Wednesday, July 22, 2020

Epistemology and science (and academic disciplines)

The topic of epistemology has interested me specifically since I began engaging with anti-theist Scientism materialists, and I quickly realized the awkwardness and disjointedness of terms like "academic disciplines and subdisciplines for one," and "knowledge and phenomena domains," and the fallacies of failing to distinguish as the anti-theists frequently do, and not just with "religion." The original blog is "Set Things," and you can click the article title: Epistemology and science by Nicolae Sfetcu | posted in: Epistemology, Science | 0 Field of application of epistemology For a long time, epistemology has focused exclusively on the content of science, the history of this content, and the genealogy of the advances of this content. Science as a human institution was left to other disciplines, in particular to sociology. The question of the nature of science was then confounded with that of the nature of scientific knowledge. But Hervé Barreau points out that this content of science did not care about the difference between common knowledge and scientific knowledge. It was not until the eighteenth century that philosophy and epistemology “manifest the weakness of common beliefs and opinions” so that epistemology really focuses on scientific knowledge.
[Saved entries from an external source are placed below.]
//! Core library components.
//!
//! This module contains the reusable logic for sealing secrets, talking to
//! the GitHub secrets API, resolving settings and signaling exit status.

pub mod config;
pub mod constants;
pub mod context;
pub mod domain;
pub mod exit;
pub mod exit_codes;
pub mod github;
pub mod seal;
pub mod session;
pub mod transport;
pub mod validation;
//! Per-invocation request context.

use crate::core::config::Settings;
use crate::core::constants;
use crate::core::transport::{ApiRequest, Method};
use crate::error::{ConfigError, Result};

/// Addressing and authentication shared by every remote call.
///
/// Built once at startup and read-only afterwards.
#[derive(Clone)]
pub struct RequestContext {
    api_url: String,
    api_version: String,
    owner: String,
    repo: String,
    token: String,
}

impl RequestContext {
    /// Build a context from resolved settings.
    ///
    /// # Errors
    ///
    /// Returns `ConfigError::MissingToken` without a token and
    /// `ConfigError::InvalidValue` for blank addressing fields or an owner
    /// or repo that is not a single path segment.
    pub fn new(settings: Settings) -> Result<Self> {
        let token = settings.token.ok_or(ConfigError::MissingToken)?;

        let non_blank = |field: &'static str, value: String| -> Result<String> {
            let value = value.trim().to_string();
            if value.is_empty() {
                return Err(ConfigError::InvalidValue {
                    field,
                    reason: "cannot be empty".to_string(),
                }
                .into());
            }
            Ok(value)
        };

        let api_url = non_blank("api url", settings.api_url)?;
        if !(api_url.starts_with("http://") || api_url.starts_with("https://")) {
            return Err(ConfigError::InvalidValue {
                field: "api url",
                reason: format!("not an http(s) url: {}", api_url),
            }
            .into());
        }

        let owner = non_blank("owner", settings.owner)?;
        check_path_segment("owner", &owner)?;
        let repo = non_blank("repo", settings.repo)?;
        check_path_segment("repo", &repo)?;

        Ok(Self {
            api_url: api_url.trim_end_matches('/').to_string(),
            api_version: non_blank("api version", settings.api_version)?,
            owner,
            repo,
            token,
        })
    }

    pub fn owner(&self) -> &str {
        &self.owner
    }

    pub fn repo(&self) -> &str {
        &self.repo
    }

    pub fn api_url(&self) -> &str {
        &self.api_url
    }

    pub fn api_version(&self) -> &str {
        &self.api_version
    }

    /// `owner/repo`
    pub fn slug(&self) -> String {
        format!("{}/{}", self.owner, self.repo)
    }

    /// Path of the repository's Actions secrets resource, plus `suffix`.
    pub fn secrets_path(&self, suffix: &str) -> String {
        format!(
            "/repos/{}/{}/actions/secrets{}",
            self.owner, self.repo, suffix
        )
    }

    /// Start an authenticated request for `path`.
    pub fn request(&self, method: Method, path: impl Into<String>) -> ApiRequest {
        let path = path.into();
        ApiRequest {
            method,
            url: format!("{}{}", self.api_url, path),
            path,
            headers: vec![
                ("Accept", constants::ACCEPT.to_string()),
                ("Authorization", format!("Bearer {}", self.token)),
                ("X-GitHub-Api-Version", self.api_version.clone()),
            ],
            body: None,
        }
    }
}

/// Owner and repo are spliced into request paths verbatim, so they must stay
/// a single URL path segment: only `A-Z a-z 0-9 . _ -`, and not `.` or `..`.
fn check_path_segment(field: &'static str, value: &str) -> Result<()> {
    let invalid = |reason: String| ConfigError::InvalidValue { field, reason };

    if let Some(ch) = value
        .chars()
        .find(|c| !(c.is_ascii_alphanumeric() || matches!(c, '.' | '_' | '-')))
    {
        return Err(invalid(format!(
            "invalid character '{}' in '{}'. Only A-Z, a-z, 0-9, '.', '_' and '-' are allowed",
            ch, value
        ))
        .into());
    }
    if value == "." || value == ".." {
        return Err(invalid(format!("'{}' is not a repository name", value)).into());
    }
    Ok(())
}

impl std::fmt::Debug for RequestContext {
    fn fmt(&self, f: &mut std::fmt::Formatter<'_>) -> std::fmt::Result {
        f.debug_struct("RequestContext")
            .field("api_url", &self.api_url)
            .field("api_version", &self.api_version)
            .field("owner", &self.owner)
            .field("repo", &self.repo)
            .finish_non_exhaustive()
    }
}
On the other hand, the first epistemologies did not pose the question of the capacities of the sensibility and the understanding of the human being allowing the knowledge, any more than of the origin of these capacities. Hervé Barreau believes that it is Kant who initiates this question; “[Kant shows] that scientific knowledge was only possible from the a priori forms of sensibility and understanding”.
Then came the question of the passage from common knowledge, more or less empirical, to scientific knowledge. Hervé Barreau evokes David Hume, but especially holds the psychology of the nineteenth century as the only capable of explaining this passage with “acceptable results”. “Husserl who is the founder of the phenomenological movement […] has denounced [the idealistic foundation] of scientific knowledge by psychology [that is, by the subjectivity of the learner]”. It is the cognitive sciences that are currently at the forefront of these explanations. Epistemology then married a “historical” stream with the advent of the historico-critical method as the guiding method. “Scientists are beginning to produce works in history [of science] and philosophy of science [= epistemology]”. It is this historico-critical method that can be perpetually revised and perfected that has been used by Bachelard and Canguilhem.
In recent decades, some sociological trends (notably science studies) have called for a “right of scrutiny” over this content by analyzing the context of scientific production by the scientific community, while some epistemologists consider it necessary to pay attention to concrete dimensions of scientific activity to better understand the advancement of scientific knowledge. As the progress of knowledge has helped, the number of studied sciences and the volume of specific responses relating to certain sciences have steadily increased. A classification has been set up around a “flagship” discipline called the special science that deals with specific issues in relation to science in general.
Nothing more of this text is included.